Sometimes argon or nitrogen gas is bubbled into the ladle to make sure the alloys mix
correctly. The steel now contains 0.1–1% carbon. The more carbon in the steel, the
harder it is, but it is also more brittle and less flexible.
 After the steel is removed from the BOS vessel, the slag, filled with impurities, is
poured off and cooled.

13.
 The Water-Cooled Oxygen Lance: The Water-Cooled Oxygen Lance provides the
oxygen to the Furnace so that the temperature in the Furnace will increase. The
Oxygen that comes through the Lance is extremely hot after coming through special
heating ovens. The Lance has to be Water-Cooled so that it will not melt in the
Furnace.
 The Slagging Hole: The Slagging Hole is like a spout where the slag can be poured
out when necessary. During the manufacture of the Steel the Slagging Hole is
"plugged" so that no heat can escape.
 The Steel Shell: The main body of the Basic Oxygen Furnace is made from Steel, as
the material is strong and durable, or tough. The Steel Shell does not melt because of
the Refractory Lining.
 The Refractory Lining: The Refractory Lining is a special type of cement that has the
ability to reflect heat. You are more familiar with what a Refractory Lining is than you
might think. If you look at the back of an open fireplace, the cement you see on the
back wall is a Refractory material, although it would not be of the same quality as the
Refractory lining in a Furnace. The Refractory Lining has two purposes. The first is to
keep the heat from the furnace in so that less energy is required to keep the Furnace
at operating temperature. The second reason is to protect the Steel Shell of the
Furnace.

14.
 The Molten Metal: The Molten Metal at the bottom of the Furnace is the Steel. The
Steel is below the Slag as it is heavier or denser. The Molten Steel is removed from
the Furnace when the Steel is of the correct consistency, through the Tapping Hole.
 The Slag: The Slag which sits on top of the Molten Metal, because it is less dense, is
the waste material from the process of creating Steel. It consists of the impurities, that
is most materials other than Iron and Carbon which were put into the Furnace at the
start when the Furnace was being Charged. The Slag is removed from the Furnace
when the time is ready through the Slagging Hole.
 The Tapping Hole: The Tapping Hole is used to remove the Molten Steel from the
Furnace when it is of the right consistency. During the process of manufacturing the
Tapping Hole is "plugged" so as not to allow heat to escape from the Furnace.

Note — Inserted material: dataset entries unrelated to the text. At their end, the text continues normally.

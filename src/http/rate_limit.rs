//! Rate limiting implementation
//!
//! Sliding-window request log: at most `max_requests` requests are issued in
//! any rolling `time_window`.

use std::collections::VecDeque;
use std::sync::Mutex;
use std::time::Duration;
use tokio::time::Instant;
use tracing::debug;

/// Configuration for rate limiting
#[derive(Debug, Clone, Copy, PartialEq, Eq)]
pub struct RateLimiterConfig {
    /// Maximum number of requests per window
    pub max_requests: usize,
    /// Length of the rolling window
    pub time_window: Duration,
}

impl Default for RateLimiterConfig {
    fn default() -> Self {
        Self {
            max_requests: 100,
            time_window: Duration::from_millis(60_000),
        }
    }
}

impl RateLimiterConfig {
    /// Create a new rate limiter config
    pub fn new(max_requests: usize, time_window: Duration) -> Self {
        Self {
            max_requests,
            time_window,
        }
    }
}

/// Sliding-window rate limiter
#[derive(Debug)]
pub struct RateLimiter {
    config: RateLimiterConfig,
    timestamps: Mutex<VecDeque<Instant>>,
}

impl RateLimiter {
    /// Create a new rate limiter with the given config
    pub fn new(config: &RateLimiterConfig) -> Self {
        Self {
            config: RateLimiterConfig {
                max_requests: config.max_requests.max(1),
                time_window: config.time_window,
            },
            timestamps: Mutex::new(VecDeque::new()),
        }
    }

    /// The effective configuration
    pub fn config(&self) -> &RateLimiterConfig {
        &self.config
    }

    /// Suspend until one more request fits in the window, then record it.
    ///
    /// Returns the total time spent waiting.
    pub async fn wait_if_needed(&self) -> Duration {
        let mut waited = Duration::ZERO;

        loop {
            let delay = {
                let mut timestamps = self.timestamps.lock().unwrap_or_else(|e| e.into_inner());
                let now = Instant::now();
                prune(&mut timestamps, now, self.config.time_window);

                if timestamps.len() < self.config.max_requests {
                    timestamps.push_back(now);
                    return waited;
                }

                match timestamps.front() {
                    Some(oldest) => self
                        .config
                        .time_window
                        .saturating_sub(now.duration_since(*oldest)),
                    None => Duration::ZERO,
                }
            };

            if delay.is_zero() {
                continue;
            }
            debug!(
                "Rate limit of {} requests per {:?} reached, waiting {:?}",
                self.config.max_requests, self.config.time_window, delay
            );
            tokio::time::sleep(delay).await;
            waited += delay;
        }
    }

    /// Number of requests recorded inside the current window
    pub fn in_flight_window(&self) -> usize {
        let mut timestamps = self.timestamps.lock().unwrap_or_else(|e| e.into_inner());
        prune(&mut timestamps, Instant::now(), self.config.time_window);
        timestamps.len()
    }
}

impl Default for RateLimiter {
    fn default() -> Self {
        Self::new(&RateLimiterConfig::default())
    }
}

/// Drop every timestamp that has left the window ending at `now`
fn prune(timestamps: &mut VecDeque<Instant>, now: Instant, window: Duration) {
    while let Some(oldest) = timestamps.front() {
        if now.duration_since(*oldest) >= window {
            timestamps.pop_front();
        } else {
            break;
        }
    }
}

#[cfg(test)]
mod rate_limit_tests {
    use super::*;

    #[test]
    fn test_rate_limiter_config_default() {
        let config = RateLimiterConfig::default();
        assert_eq!(config.max_requests, 100);
        assert_eq!(config.time_window, Duration::from_secs(60));
    }

    #[test]
    fn test_zero_budget_is_clamped() {
        let limiter = RateLimiter::new(&RateLimiterConfig::new(0, Duration::from_secs(1)));
        assert_eq!(limiter.config().max_requests, 1);
    }

    #[tokio::test(start_paused = true)]
    async fn test_first_call_never_waits() {
        let limiter = RateLimiter::default();
        assert_eq!(limiter.wait_if_needed().await, Duration::ZERO);
        assert_eq!(limiter.in_flight_window(), 1);
    }

    #[tokio::test(start_paused = true)]
    async fn test_calls_within_budget_do_not_wait() {
        let limiter = RateLimiter::new(&RateLimiterConfig::new(5, Duration::from_secs(10)));
        for _ in 0..5 {
            assert_eq!(limiter.wait_if_needed().await, Duration::ZERO);
        }
        assert_eq!(limiter.in_flight_window(), 5);
    }

    #[tokio::test(start_paused = true)]
    async fn test_call_over_budget_waits_for_oldest_to_expire() {
        let limiter = RateLimiter::new(&RateLimiterConfig::new(3, Duration::from_secs(10)));
        for _ in 0..3 {
            limiter.wait_if_needed().await;
        }

        tokio::time::advance(Duration::from_secs(4)).await;

        let start = Instant::now();
        let waited = limiter.wait_if_needed().await;
        assert_eq!(waited, Duration::from_secs(6));
        assert!(start.elapsed() >= Duration::from_secs(6));
        // The three original entries expired together.
        assert_eq!(limiter.in_flight_window(), 1);
    }

    #[tokio::test(start_paused = true)]
    async fn test_total_elapsed_respects_window() {
        let window = Duration::from_secs(10);
        let max = 2;
        let n = 5;
        let limiter = RateLimiter::new(&RateLimiterConfig::new(max, window));

        let start = Instant::now();
        let mut waits = Vec::new();
        for _ in 0..n {
            waits.push(limiter.wait_if_needed().await);
        }

        assert_eq!(waits[0], Duration::ZERO);
        assert_eq!(waits[1], Duration::ZERO);
        assert!(waits[max] > Duration::ZERO);

        // ceil(5 / 2 - 1) = 2 windows
        assert!(start.elapsed() >= window * 2);
    }

    #[tokio::test(start_paused = true)]
    async fn test_entries_expire_after_window() {
        let limiter = RateLimiter::new(&RateLimiterConfig::new(2, Duration::from_millis(500)));
        limiter.wait_if_needed().await;
        limiter.wait_if_needed().await;

        tokio::time::advance(Duration::from_millis(500)).await;

        assert_eq!(limiter.in_flight_window(), 0);
        assert_eq!(limiter.wait_if_needed().await, Duration::ZERO);
    }
}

 The Gas Offtake Hood: The Gas Offtake Hood has two purposes. The first is to trap
the dangerous gases that the Basic Oxygen Process produces so that they cannot
escape into the atmosphere to poison people or create Acid Rain. The gases are
"cleaned" or put to other uses. One important use of the gases is to heat the Oxygen
that is going through the Water-Cooled Oxygen Lance. The second purpose of the
Gas Offtake Hood is to reduce the amount of heat loss in the Furnace.